Even so, he said on the institution’s Web site, Zelaya remains the legitimate president and must be reinstated. And the courts should deal with those who stepped outside the law.

“If Zelaya must be prosecuted for his hare-brained attempt to subvert the Honduran constitution, then let the courts proceed as rigorously as possible. And the same applies to the coup perpetrators. If Honduras is to have a decent future its politicians and soldiers, in equal measure, must learn that the road to democracy and development runs through the rule of law.”

Council on Hemispheric Affairs director Larry Birns said in an analysis that no matter how well-intentioned some of those who acted against Zelaya may have been, “the military must realize that because of the region’s experience with military seizures of power and subsequent rule in which thousands of innocent civilians were subjected to an array of human rights atrocities as well as murder by armed forces, the hemisphere must stand united in upholding the principle of no extra-constitutional changes of power.”

While some have characterized the situation as part of a broader ideological struggle, Geoff Thale, program director of the Washington Office on Latin America, disagreed that Chavez and ALBA were central factors, saying that the crisis was not about “outside actors and their disagreements.”

“The Honduran state is extremely weak. Its institutional capacity is limited,” he wrote on the Foreign Policy in Focus Web site.

“The inability of the state to mediate political disputes clearly contributed to the coup,” Thale said. “In addition, Honduran political and economic systems are profoundly unresponsive to the needs and desires of its ordinary citizens.”

State Department spokesman Ian Kelly said Wednesday that even before Sunday’s incident, the U.S. had been encouraging both sides in the dispute to resolve their differences through dialogue.

“But I think right now, what we are primarily interested in is restoring the constitutional order,” he added.
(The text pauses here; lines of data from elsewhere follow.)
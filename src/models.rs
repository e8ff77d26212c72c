use std::{collections::BTreeMap, fmt, str::FromStr, sync::Arc};

use chrono::{DateTime, Utc};
use serde::{Deserialize, Serialize};
use sqlx::FromRow;
use uuid::Uuid;

use crate::merge::{MergeError, MergeService, audit::CounterRegistry};

#[derive(Clone)]
pub struct AppState {
    pub db: sqlx::PgPool,
    pub merge: Arc<MergeService>,
    pub metrics: Arc<CounterRegistry>,
}

/* -------------------------
   Patient identity
--------------------------*/

/// patient.merge_state: 0 active, 1 merged.
/// Independent of the DCMS `patient.status` lifecycle column (0..3).
#[derive(Debug, Clone, Copy, PartialEq, Eq, Serialize, Deserialize, sqlx::Type)]
#[serde(rename_all = "snake_case")]
#[repr(i16)]
pub enum MergeState {
    Active = 0,
    Merged = 1,
}

/// Raw identity columns of an active patient, as read for duplicate detection.
#[derive(Debug, Clone, PartialEq, FromRow)]
pub struct PatientIdentity {
    pub patient_id: Uuid,
    pub first_name: String,
    pub last_name: String,
    /// Every `phone_number.phone_number` the patient owns.
    pub phones: Vec<String>,
    pub email: Option<String>,
    pub created_at: DateTime<Utc>,
}

/// The merge-relevant slice of a patient row.
#[derive(Debug, Clone, Copy, PartialEq, Eq, FromRow)]
pub struct PatientState {
    pub patient_id: Uuid,
    pub merge_state: MergeState,
    pub merged_into: Option<Uuid>,
}

impl PatientState {
    pub fn is_active(&self) -> bool {
        self.merge_state == MergeState::Active
    }
}

/* -------------------------
   Strategies & candidates
--------------------------*/

/// merge_log.strategy: 0 phone_exact, 1 email_exact, 2 name_trgm, 3 manual, 4 other
#[derive(
    Debug, Clone, Copy, PartialEq, Eq, Hash, PartialOrd, Ord, Serialize, Deserialize, sqlx::Type,
)]
#[serde(rename_all = "snake_case")]
#[repr(i16)]
pub enum MergeStrategy {
    PhoneExact = 0,
    EmailExact = 1,
    NameTrgm = 2,
    Manual = 3,
    Other = 4,
}

impl MergeStrategy {
    /// Strategies the detector runs, in tie-break order.
    pub const DETECTABLE: [MergeStrategy; 3] = [
        MergeStrategy::PhoneExact,
        MergeStrategy::EmailExact,
        MergeStrategy::NameTrgm,
    ];

    pub fn as_str(self) -> &'static str {
        match self {
            MergeStrategy::PhoneExact => "phone_exact",
            MergeStrategy::EmailExact => "email_exact",
            MergeStrategy::NameTrgm => "name_trgm",
            MergeStrategy::Manual => "manual",
            MergeStrategy::Other => "other",
        }
    }

    pub fn is_detectable(self) -> bool {
        Self::DETECTABLE.contains(&self)
    }
}

impl fmt::Display for MergeStrategy {
    fn fmt(&self, f: &mut fmt::Formatter<'_>) -> fmt::Result {
        f.write_str(self.as_str())
    }
}

impl FromStr for MergeStrategy {
    type Err = MergeError;

    fn from_str(s: &str) -> Result<Self, Self::Err> {
        match s.trim() {
            "phone_exact" => Ok(MergeStrategy::PhoneExact),
            "email_exact" => Ok(MergeStrategy::EmailExact),
            "name_trgm" => Ok(MergeStrategy::NameTrgm),
            "manual" => Ok(MergeStrategy::Manual),
            "other" => Ok(MergeStrategy::Other),
            other => Err(MergeError::Validation(format!(
                "unknown strategy '{other}', expected phone_exact, email_exact, name_trgm, manual or other"
            ))),
        }
    }
}

/// Unconfirmed duplicate pair. `target_id` is the older record.
#[derive(Debug, Clone, PartialEq, Serialize)]
pub struct MergeCandidate {
    pub source_id: Uuid,
    pub target_id: Uuid,
    pub strategy: MergeStrategy,
    pub confidence: f64,
}

/* -------------------------
   Audit trail
--------------------------*/

/// Moved row counts keyed by related-entity name.
pub type RelationshipSnapshot = BTreeMap<String, u64>;

#[derive(Debug, Clone, PartialEq, Serialize)]
pub struct MergeLog {
    pub merge_log_id: Uuid,
    pub source_patient_id: Uuid,
    pub target_patient_id: Uuid,
    pub strategy: MergeStrategy,
    pub merged_by_user_id: Uuid,
    pub merged_at: DateTime<Utc>,
    pub relationship_snapshot: RelationshipSnapshot,
}

#[derive(Debug, FromRow)]
pub struct MergeLogRow {
    pub merge_log_id: Uuid,
    pub source_patient_id: Uuid,
    pub target_patient_id: Uuid,
    pub strategy: MergeStrategy,
    pub merged_by_user_id: Uuid,
    pub merged_at: DateTime<Utc>,
    pub relationship_snapshot: sqlx::types::Json<RelationshipSnapshot>,
}

impl From<MergeLogRow> for MergeLog {
    fn from(row: MergeLogRow) -> Self {
        MergeLog {
            merge_log_id: row.merge_log_id,
            source_patient_id: row.source_patient_id,
            target_patient_id: row.target_patient_id,
            strategy: row.strategy,
            merged_by_user_id: row.merged_by_user_id,
            merged_at: row.merged_at,
            relationship_snapshot: row.relationship_snapshot.0,
        }
    }
}

/// Everything the executor hands to the store to append one audit row.
#[derive(Debug, Clone)]
pub struct NewMergeLog {
    pub source_patient_id: Uuid,
    pub target_patient_id: Uuid,
    pub strategy: MergeStrategy,
    pub merged_by_user_id: Uuid,
    pub merged_at: DateTime<Utc>,
    pub relationship_snapshot: RelationshipSnapshot,
}

/// Post-commit domain event. Identifiers only.
#[derive(Debug, Clone, PartialEq, Eq, Serialize)]
pub struct PatientMerged {
    pub source_patient_id: Uuid,
    pub target_patient_id: Uuid,
    pub strategy: MergeStrategy,
    pub merged_by_user_id: Uuid,
    pub merge_log_id: Uuid,
}

/* -------------------------
   API DTOs
--------------------------*/

#[derive(Debug, Deserialize)]
pub struct CandidatesQuery {
    pub strategy: Option<String>,
    pub min_confidence: Option<f64>,
}

#[derive(Debug, Deserialize)]
pub struct MergeRequest {
    pub source_id: Uuid,
    pub target_id: Uuid,
    pub strategy: String,
    pub acting_user_id: Uuid,
}

#[derive(Debug, Serialize)]
pub struct MergeResponse {
    pub merge_log_id: Uuid,
}

#[derive(Debug, Deserialize)]
pub struct ValidateRequest {
    pub source_id: Uuid,
    pub target_id: Uuid,
}

#[derive(Debug, Serialize)]
pub struct OkResponse {
    pub data: OkData,
}

#[derive(Debug, Serialize)]
pub struct OkData {
    pub ok: bool,
}

#[derive(Debug, Deserialize)]
pub struct MergeLogQuery {
    pub patient_id: Option<Uuid>,
    pub limit: Option<i64>,
}

#[derive(Debug, Serialize)]
pub struct CanonicalPatientResponse {
    pub data: CanonicalPatientData,
}

#[derive(Debug, Serialize)]
pub struct CanonicalPatientData {
    pub requested_patient_id: Uuid,
    pub canonical_patient_id: Uuid,
    /// Patients walked through, starting with the requested one.
    pub chain: Vec<Uuid>,
}

/* -------------------------
   Helpers
--------------------------*/

/// dcms_user.roles values:
/// 0 Patient, 1 Admin, 2 Manager, 3 Doctor, 4 Receptionist
pub fn role_to_string(role: i16) -> &'static str {
    match role {
        0 => "patient",
        1 => "admin",
        2 => "manager",
        3 => "doctor",
        4 => "receptionist",
        _ => "unknown",
    }
}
The senior administration official at Wednesday’s briefing said that any concerns about the wisdom of Zelaya’s actions leading up to his ouster were separate from the issue of his “unconstitutional and illegal” detention and expulsion.

White House press secretary Robert Gibbs was also asked about Zelaya’s actions, and what message the administration had for “other leaders in Latin America who seek to alter the constitution to further their political ambition.”

Gibbs said he would get “more guidance” on the question.